On the Design, Modeling, and Control of a Hybrid Pump System for Dynamic Pressurization of Explanted Mammalian Hearts
(2008-02-28) Dugan, Sean Patrick-Michael; Dr. Gregory D. Buckner, Committee Chair; Dr. Larry Silverberg, Committee Member; Dr. Denis R. Cormier, Committee Member; Dr. Andre P. Mazzoleni, Committee Member
A hybrid electromechanical pump system is proposed to mimic left ventricular blood pressure in a living mammalian heart.

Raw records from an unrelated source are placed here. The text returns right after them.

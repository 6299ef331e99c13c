//! Executor trait for abstracting console backends.
//!
//! Test scenarios are written against this trait so they can run over a
//! piped subprocess, a QEMU serial console, or an in-memory fake.

use anyhow::Result;
use std::time::Duration;

use crate::serial::CommandResult;

/// Trait for executing shell commands on a target.
pub trait Executor {
    /// Execute a command and capture output + exit code.
    ///
    /// # Arguments
    /// * `cmd` - The command to run
    /// * `timeout` - Maximum time to wait for completion
    ///
    /// # Returns
    /// CommandResult containing exit code and output.
    fn exec(&mut self, cmd: &str, timeout: Duration) -> Result<CommandResult>;

    /// Execute a command that's expected to succeed.
    ///
    /// Returns the output on success, or an error if the command fails.
    fn exec_ok(&mut self, cmd: &str, timeout: Duration) -> Result<String> {
        let result = self.exec(cmd, timeout)?;
        if !result.success() {
            anyhow::bail!(
                "Command failed (exit {}): {}\nOutput: {}",
                result.exit_code,
                cmd,
                result.output
            );
        }
        Ok(result.output)
    }

    /// Start a command in the background and return its pid.
    fn exec_async(&mut self, cmd: &str, timeout: Duration) -> Result<u32>;

    /// Name used in logs and reports.
    fn name(&self) -> &str;
}

/// Run `commands` in order.
///
/// Stops after the first non-zero exit unless `keep_going` is set. The
/// failing command's result is included.
pub fn run_all(
    executor: &mut dyn Executor,
    commands: &[String],
    timeout: Duration,
    keep_going: bool,
) -> Result<Vec<(String, CommandResult)>> {
    let mut results = Vec::with_capacity(commands.len());
    for cmd in commands {
        let result = executor.exec(cmd, timeout)?;
        let failed = !result.success();
        results.push((cmd.clone(), result));
        if failed && !keep_going {
            break;
        }
    }
    Ok(results)
}

#[cfg(test)]
mod tests {
    use super::*;

    /// Executor answering from a fixed table.
    struct Table(Vec<(&'static str, i32, &'static str)>);

    impl Executor for Table {
        fn exec(&mut self, cmd: &str, _timeout: Duration) -> Result<CommandResult> {
            let (exit_code, output) = self
                .0
                .iter()
                .find(|(c, _, _)| *c == cmd)
                .map(|(_, code, out)| (*code, *out))
                .unwrap_or((127, "not found"));
            Ok(CommandResult {
                exit_code,
                output: output.to_string(),
            })
        }

        fn exec_async(&mut self, _cmd: &str, _timeout: Duration) -> Result<u32> {
            Ok(1)
        }

        fn name(&self) -> &str {
            "table"
        }
    }

    #[test]
    fn test_exec_ok_reports_failure() {
        let mut table = Table(vec![("true", 0, ""), ("cat missing", 1, "No such file")]);
        assert_eq!(table.exec_ok("true", Duration::from_secs(1)).unwrap(), "");
        let err = table
            .exec_ok("cat missing", Duration::from_secs(1))
            .unwrap_err();
        assert!(err.to_string().contains("exit 1"));
        assert!(err.to_string().contains("No such file"));
    }

    #[test]
    fn test_run_all_stops_at_first_failure() {
        let mut table = Table(vec![("a", 0, "A"), ("b", 2, "B"), ("c", 0, "C")]);
        let cmds: Vec<String> = ["a", "b", "c"].iter().map(|s| s.to_string()).collect();

        let results = run_all(&mut table, &cmds, Duration::from_secs(1), false).unwrap();
        assert_eq!(results.len(), 2);
        assert_eq!(results[1].1.exit_code, 2);

        let results = run_all(&mut table, &cmds, Duration::from_secs(1), true).unwrap();
        assert_eq!(results.len(), 3);
    }
}
//! Background processes on the remote side.
//!
//! `start_process()` launches a command as a background job with its
//! output redirected to a log file and its exit status written to a side
//! file (`<log>.exit`) when it ends. `wait_for_exit()` polls `kill -0 <pid>`
//! until the pid is gone, then reads the status back from the side file.
//!
//! Polling is racy by nature (pid reuse, poll granularity). It is good
//! enough for test targets that run a handful of processes.

use std::thread;
use std::time::{Duration, Instant};

use tracing::debug;

use super::buffer::deadline_after;
use super::console::Console;
use crate::error::{ConsoleError, Result};

/// Delay between `kill -0` checks.
pub const DEFAULT_POLL_INTERVAL: Duration = Duration::from_millis(500);

/// A command started in the background by `start_process()`.
#[derive(Debug, Clone, PartialEq, Eq)]
pub struct PendingProcess {
    pub pid: u32,
    /// Remote path receiving the process' stdout and stderr.
    pub log_path: String,
    /// Budget used for each shell round trip made on behalf of this process.
    pub start_timeout: Duration,
}

impl PendingProcess {
    /// Remote path of the file holding the exit status once the process ends.
    pub fn exit_code_path(&self) -> String {
        format!("{}.exit", self.log_path)
    }
}

impl Console {
    /// Launch `cmd` in the background, logging to `log_path` on the target.
    pub fn start_process(
        &mut self,
        cmd: &str,
        log_path: &str,
        start_timeout: Duration,
    ) -> Result<PendingProcess> {
        let wrapped = format!("({cmd} > {log_path} 2>&1; echo $? > {log_path}.exit)");
        let pid = self.run_sh_cmd_async(&wrapped, start_timeout)?;
        debug!(console = %self.name, pid, cmd, "started background process");
        Ok(PendingProcess {
            pid,
            log_path: log_path.to_string(),
            start_timeout,
        })
    }

    /// Whether the pid of `process` is still alive on the target.
    pub fn is_running(&mut self, process: &PendingProcess) -> Result<bool> {
        let check = self.run_sh_cmd_output(
            &format!("kill -0 {} 2>/dev/null", process.pid),
            process.start_timeout,
        )?;
        Ok(check.success())
    }

    /// Wait until `process` exits and return its exit status.
    pub fn wait_for_exit(
        &mut self,
        process: &PendingProcess,
        timeout: Duration,
        poll_interval: Duration,
    ) -> Result<i32> {
        let deadline = deadline_after(timeout);
        while self.is_running(process)? {
            let out_of_time = deadline
                .is_some_and(|d| d.saturating_duration_since(Instant::now()) < poll_interval);
            if out_of_time {
                return Err(ConsoleError::ProcessTimeout {
                    pid: process.pid,
                    timeout,
                });
            }
            thread::sleep(poll_interval);
        }

        let status = self.run_sh_cmd_output(
            &format!("cat {}", process.exit_code_path()),
            process.start_timeout,
        )?;
        let exit_code = status
            .output
            .lines()
            .last()
            .and_then(|l| l.trim().parse().ok())
            .ok_or_else(|| ConsoleError::MalformedExitCode {
                line: status.output.clone(),
            })?;
        debug!(console = %self.name, pid = process.pid, exit_code, "background process exited");
        Ok(exit_code)
    }

    /// Everything the process wrote so far.
    pub fn process_log(&mut self, process: &PendingProcess) -> Result<String> {
        let result =
            self.run_sh_cmd_output(&format!("cat {}", process.log_path), process.start_timeout)?;
        Ok(result.output)
    }
}

#[cfg(test)]
mod tests {
    use super::super::testing::{shell_command, FakeShell};
    use super::*;
    use std::sync::atomic::{AtomicU32, Ordering};
    use std::sync::Arc;

    const TIMEOUT: Duration = Duration::from_secs(5);

    /// Shell where pid 77 survives `alive_checks` liveness checks.
    fn shell_with_process(alive_checks: u32) -> (FakeShell, Arc<AtomicU32>) {
        let checks = Arc::new(AtomicU32::new(0));
        let counter = Arc::clone(&checks);
        let shell = FakeShell::scripted(move |written| {
            let Some(cmd) = shell_command(written) else {
                return Vec::new();
            };
            match cmd {
                "echo CREATED_PID=$!" => vec!["CREATED_PID=77".into(), "COMMAND_DONE=0".into()],
                "kill -0 77 2>/dev/null" => {
                    let n = counter.fetch_add(1, Ordering::SeqCst);
                    let code = if n < alive_checks { 0 } else { 1 };
                    vec![format!("COMMAND_DONE={code}")]
                }
                "cat /tmp/app.log.exit" => vec!["3".into(), "COMMAND_DONE=0".into()],
                "cat /tmp/app.log" => vec!["hello from app".into(), "COMMAND_DONE=0".into()],
                _ => vec!["COMMAND_DONE=127".into()],
            }
        });
        (shell, checks)
    }

    #[test]
    fn test_start_process_wraps_command() {
        let (shell, _) = shell_with_process(0);
        let mut console = shell.console("t");

        let process = console.start_process("./app", "/tmp/app.log", TIMEOUT).unwrap();
        assert_eq!(process.pid, 77);
        assert_eq!(process.exit_code_path(), "/tmp/app.log.exit");
        assert_eq!(
            shell.sent()[0],
            "(./app > /tmp/app.log 2>&1; echo $? > /tmp/app.log.exit) &"
        );
    }

    #[test]
    fn test_wait_for_exit_polls_then_reads_status() {
        let (shell, checks) = shell_with_process(2);
        let mut console = shell.console("t");
        let process = console.start_process("./app", "/tmp/app.log", TIMEOUT).unwrap();

        let code = console
            .wait_for_exit(&process, TIMEOUT, Duration::from_millis(10))
            .unwrap();
        assert_eq!(code, 3);
        assert_eq!(checks.load(Ordering::SeqCst), 3);
        assert_eq!(console.process_log(&process).unwrap(), "hello from app");
    }

    #[test]
    fn test_wait_for_exit_times_out() {
        let (shell, _) = shell_with_process(u32::MAX);
        let mut console = shell.console("t");
        let process = console.start_process("./app", "/tmp/app.log", TIMEOUT).unwrap();

        let err = console
            .wait_for_exit(&process, Duration::from_millis(50), Duration::from_millis(20))
            .unwrap_err();
        assert!(matches!(err, ConsoleError::ProcessTimeout { pid: 77, .. }));
    }
}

The system consists of a gear pump and voice coil actuated diaphragm (VCAD) pump connected in parallel. By combining a high-capacity, low-bandwidth gear pump with a low-capacity, high-bandwidth VCAD pump, the advantages of both can be realized, resulting in an economical high-bandwidth pumping system that may be used with animal hearts of arbitrary size. Mathematical models are developed to describe the system dynamics and develop a digital controller. Experimental results are also presented.